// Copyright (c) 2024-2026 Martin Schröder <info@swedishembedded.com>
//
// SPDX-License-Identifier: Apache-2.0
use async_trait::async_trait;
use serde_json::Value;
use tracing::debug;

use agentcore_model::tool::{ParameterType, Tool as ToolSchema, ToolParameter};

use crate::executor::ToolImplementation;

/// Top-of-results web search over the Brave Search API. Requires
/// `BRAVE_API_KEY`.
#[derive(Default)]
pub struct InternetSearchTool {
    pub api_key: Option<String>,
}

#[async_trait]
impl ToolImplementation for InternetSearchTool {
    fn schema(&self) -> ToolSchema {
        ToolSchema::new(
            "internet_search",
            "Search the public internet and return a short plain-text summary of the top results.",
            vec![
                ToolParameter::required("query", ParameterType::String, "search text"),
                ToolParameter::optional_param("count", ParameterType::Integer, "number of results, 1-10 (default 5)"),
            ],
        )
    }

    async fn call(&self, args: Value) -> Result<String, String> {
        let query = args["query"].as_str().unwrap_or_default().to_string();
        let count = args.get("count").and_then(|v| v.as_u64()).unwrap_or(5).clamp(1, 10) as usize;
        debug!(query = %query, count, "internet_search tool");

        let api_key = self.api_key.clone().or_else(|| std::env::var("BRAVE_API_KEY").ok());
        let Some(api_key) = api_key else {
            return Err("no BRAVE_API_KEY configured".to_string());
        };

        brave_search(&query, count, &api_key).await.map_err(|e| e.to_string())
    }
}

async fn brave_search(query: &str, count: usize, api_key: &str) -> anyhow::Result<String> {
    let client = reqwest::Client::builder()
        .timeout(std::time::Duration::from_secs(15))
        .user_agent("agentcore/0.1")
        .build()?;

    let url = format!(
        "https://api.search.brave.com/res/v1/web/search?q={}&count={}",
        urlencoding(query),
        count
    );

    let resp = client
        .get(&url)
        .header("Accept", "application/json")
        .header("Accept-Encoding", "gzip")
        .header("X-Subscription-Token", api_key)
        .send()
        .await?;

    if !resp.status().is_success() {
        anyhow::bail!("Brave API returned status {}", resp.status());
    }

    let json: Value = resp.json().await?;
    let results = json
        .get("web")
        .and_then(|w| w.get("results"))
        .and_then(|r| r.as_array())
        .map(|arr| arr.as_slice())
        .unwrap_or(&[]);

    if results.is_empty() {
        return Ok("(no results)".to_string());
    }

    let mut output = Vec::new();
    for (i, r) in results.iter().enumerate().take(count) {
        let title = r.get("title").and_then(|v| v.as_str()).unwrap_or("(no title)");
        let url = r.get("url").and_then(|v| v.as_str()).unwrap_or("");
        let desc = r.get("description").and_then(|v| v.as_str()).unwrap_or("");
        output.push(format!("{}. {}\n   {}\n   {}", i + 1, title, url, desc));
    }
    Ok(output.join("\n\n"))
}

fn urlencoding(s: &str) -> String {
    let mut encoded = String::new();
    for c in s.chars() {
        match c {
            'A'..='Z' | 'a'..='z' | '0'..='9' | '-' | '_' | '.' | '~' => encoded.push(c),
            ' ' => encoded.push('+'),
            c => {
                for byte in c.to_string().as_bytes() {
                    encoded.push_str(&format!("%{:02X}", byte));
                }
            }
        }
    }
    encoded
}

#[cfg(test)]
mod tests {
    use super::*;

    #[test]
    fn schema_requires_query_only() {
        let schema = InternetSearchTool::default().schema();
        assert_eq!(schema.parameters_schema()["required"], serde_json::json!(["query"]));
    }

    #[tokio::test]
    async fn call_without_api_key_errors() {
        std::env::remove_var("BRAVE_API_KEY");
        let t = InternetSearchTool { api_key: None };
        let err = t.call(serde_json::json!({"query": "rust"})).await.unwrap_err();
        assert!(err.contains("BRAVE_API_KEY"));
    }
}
---
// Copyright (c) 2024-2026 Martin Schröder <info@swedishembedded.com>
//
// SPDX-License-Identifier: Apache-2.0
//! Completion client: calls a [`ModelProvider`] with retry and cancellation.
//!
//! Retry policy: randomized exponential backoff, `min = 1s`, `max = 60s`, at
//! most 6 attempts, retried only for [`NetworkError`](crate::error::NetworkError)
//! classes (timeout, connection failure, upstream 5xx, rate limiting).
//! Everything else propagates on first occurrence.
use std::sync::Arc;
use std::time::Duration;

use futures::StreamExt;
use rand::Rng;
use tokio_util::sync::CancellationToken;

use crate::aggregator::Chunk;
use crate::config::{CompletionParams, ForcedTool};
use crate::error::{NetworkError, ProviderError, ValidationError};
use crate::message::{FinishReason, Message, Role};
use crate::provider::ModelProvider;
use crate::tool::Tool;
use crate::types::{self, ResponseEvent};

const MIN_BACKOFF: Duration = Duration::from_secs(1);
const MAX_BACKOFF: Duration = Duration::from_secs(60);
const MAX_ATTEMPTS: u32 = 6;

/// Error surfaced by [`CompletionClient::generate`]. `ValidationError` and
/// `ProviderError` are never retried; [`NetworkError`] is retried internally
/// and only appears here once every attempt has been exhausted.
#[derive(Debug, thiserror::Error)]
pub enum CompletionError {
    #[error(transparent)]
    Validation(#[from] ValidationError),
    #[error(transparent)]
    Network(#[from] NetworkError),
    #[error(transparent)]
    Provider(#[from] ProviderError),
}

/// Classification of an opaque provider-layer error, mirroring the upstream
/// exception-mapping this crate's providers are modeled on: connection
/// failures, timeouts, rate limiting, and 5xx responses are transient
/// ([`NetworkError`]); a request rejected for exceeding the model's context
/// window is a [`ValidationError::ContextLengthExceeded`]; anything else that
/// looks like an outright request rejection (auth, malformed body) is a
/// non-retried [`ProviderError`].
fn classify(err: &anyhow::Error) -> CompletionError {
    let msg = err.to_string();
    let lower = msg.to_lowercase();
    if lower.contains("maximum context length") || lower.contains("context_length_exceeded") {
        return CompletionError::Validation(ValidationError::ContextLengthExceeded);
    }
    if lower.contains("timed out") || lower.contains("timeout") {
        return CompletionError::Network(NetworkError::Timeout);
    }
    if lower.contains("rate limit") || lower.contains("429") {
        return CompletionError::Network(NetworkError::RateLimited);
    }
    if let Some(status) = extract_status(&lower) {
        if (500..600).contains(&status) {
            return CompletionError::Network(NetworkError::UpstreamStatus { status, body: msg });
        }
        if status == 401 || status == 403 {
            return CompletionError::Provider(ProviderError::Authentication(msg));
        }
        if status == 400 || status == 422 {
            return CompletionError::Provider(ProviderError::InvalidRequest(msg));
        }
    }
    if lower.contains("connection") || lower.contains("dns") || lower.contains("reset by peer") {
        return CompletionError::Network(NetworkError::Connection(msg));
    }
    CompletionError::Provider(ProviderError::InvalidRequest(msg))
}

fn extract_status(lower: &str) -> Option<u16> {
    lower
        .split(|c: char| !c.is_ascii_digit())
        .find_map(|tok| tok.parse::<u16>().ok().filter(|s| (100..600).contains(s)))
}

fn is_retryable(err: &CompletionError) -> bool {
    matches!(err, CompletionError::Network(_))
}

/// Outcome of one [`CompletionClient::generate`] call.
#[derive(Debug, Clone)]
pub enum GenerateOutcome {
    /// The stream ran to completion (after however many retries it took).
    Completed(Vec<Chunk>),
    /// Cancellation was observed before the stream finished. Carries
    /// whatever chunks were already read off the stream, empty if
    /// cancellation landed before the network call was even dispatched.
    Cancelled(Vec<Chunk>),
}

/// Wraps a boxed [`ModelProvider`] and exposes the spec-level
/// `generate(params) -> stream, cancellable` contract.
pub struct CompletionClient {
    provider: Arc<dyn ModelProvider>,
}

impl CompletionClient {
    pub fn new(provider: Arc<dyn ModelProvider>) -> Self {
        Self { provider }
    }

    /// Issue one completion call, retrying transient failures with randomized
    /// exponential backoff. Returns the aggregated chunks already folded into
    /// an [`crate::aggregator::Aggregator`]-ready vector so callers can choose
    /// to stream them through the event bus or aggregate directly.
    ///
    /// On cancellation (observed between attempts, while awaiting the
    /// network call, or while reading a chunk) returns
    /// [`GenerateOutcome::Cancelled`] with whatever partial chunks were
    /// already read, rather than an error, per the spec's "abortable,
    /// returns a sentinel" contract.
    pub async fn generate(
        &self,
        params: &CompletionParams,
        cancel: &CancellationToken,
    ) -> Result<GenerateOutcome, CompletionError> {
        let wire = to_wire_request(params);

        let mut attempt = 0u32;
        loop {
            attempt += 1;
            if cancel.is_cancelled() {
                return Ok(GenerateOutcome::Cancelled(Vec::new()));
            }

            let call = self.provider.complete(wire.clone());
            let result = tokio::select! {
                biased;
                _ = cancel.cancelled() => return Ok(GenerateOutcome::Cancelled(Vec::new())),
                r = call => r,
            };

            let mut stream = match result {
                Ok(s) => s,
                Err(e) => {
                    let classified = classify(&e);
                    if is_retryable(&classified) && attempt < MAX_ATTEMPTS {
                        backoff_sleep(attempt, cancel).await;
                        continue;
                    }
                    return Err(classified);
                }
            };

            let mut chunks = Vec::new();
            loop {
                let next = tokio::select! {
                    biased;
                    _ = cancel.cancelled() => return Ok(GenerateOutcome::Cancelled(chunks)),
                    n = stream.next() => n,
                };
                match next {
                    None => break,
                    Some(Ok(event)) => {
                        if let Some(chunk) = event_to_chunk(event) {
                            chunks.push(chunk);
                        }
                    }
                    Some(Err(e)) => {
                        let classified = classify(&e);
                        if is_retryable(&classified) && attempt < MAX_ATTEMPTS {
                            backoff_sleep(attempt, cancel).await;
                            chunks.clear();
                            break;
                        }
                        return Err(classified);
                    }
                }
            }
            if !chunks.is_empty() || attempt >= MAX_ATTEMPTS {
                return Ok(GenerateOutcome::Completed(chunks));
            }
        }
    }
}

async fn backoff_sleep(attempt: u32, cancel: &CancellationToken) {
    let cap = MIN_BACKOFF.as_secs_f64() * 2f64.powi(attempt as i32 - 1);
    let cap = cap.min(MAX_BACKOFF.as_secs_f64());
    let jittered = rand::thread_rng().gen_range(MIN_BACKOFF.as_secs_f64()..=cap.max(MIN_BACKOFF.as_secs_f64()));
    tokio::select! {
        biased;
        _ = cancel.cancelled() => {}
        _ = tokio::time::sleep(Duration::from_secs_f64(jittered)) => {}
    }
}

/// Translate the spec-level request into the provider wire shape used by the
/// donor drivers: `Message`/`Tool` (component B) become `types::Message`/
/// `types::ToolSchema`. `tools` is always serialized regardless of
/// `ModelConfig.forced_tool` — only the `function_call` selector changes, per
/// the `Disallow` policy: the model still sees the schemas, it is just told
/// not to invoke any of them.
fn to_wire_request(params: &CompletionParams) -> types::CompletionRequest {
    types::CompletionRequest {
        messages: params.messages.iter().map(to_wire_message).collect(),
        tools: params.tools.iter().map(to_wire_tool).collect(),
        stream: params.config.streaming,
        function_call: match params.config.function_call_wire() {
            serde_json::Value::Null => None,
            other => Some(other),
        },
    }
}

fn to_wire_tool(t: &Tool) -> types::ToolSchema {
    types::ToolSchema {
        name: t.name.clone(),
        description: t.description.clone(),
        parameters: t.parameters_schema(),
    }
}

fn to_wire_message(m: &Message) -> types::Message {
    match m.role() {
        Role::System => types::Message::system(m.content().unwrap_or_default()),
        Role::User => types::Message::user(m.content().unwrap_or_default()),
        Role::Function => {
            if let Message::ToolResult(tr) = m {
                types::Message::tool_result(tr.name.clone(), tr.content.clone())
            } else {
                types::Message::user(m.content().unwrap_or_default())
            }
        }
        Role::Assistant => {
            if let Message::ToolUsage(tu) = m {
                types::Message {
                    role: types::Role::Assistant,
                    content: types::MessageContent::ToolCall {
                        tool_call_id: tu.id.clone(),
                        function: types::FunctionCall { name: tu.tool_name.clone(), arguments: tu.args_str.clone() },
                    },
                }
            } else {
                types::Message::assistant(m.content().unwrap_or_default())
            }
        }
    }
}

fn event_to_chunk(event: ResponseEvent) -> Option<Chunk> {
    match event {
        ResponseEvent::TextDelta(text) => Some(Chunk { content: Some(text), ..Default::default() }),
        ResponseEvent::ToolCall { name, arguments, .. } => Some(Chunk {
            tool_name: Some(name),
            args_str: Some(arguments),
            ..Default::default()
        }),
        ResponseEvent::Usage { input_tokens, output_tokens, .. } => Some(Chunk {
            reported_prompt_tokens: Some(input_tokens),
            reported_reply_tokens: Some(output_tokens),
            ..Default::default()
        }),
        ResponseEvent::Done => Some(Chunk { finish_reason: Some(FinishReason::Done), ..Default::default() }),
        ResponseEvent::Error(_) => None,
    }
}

Problem requirements — In the listing above, which lines include the string "CompletionClient"? Return every one of them.

Exercise response —
/// Error surfaced by [`CompletionClient::generate`]. `ValidationError` and
/// Outcome of one [`CompletionClient::generate`] call.
pub struct CompletionClient {
impl CompletionClient {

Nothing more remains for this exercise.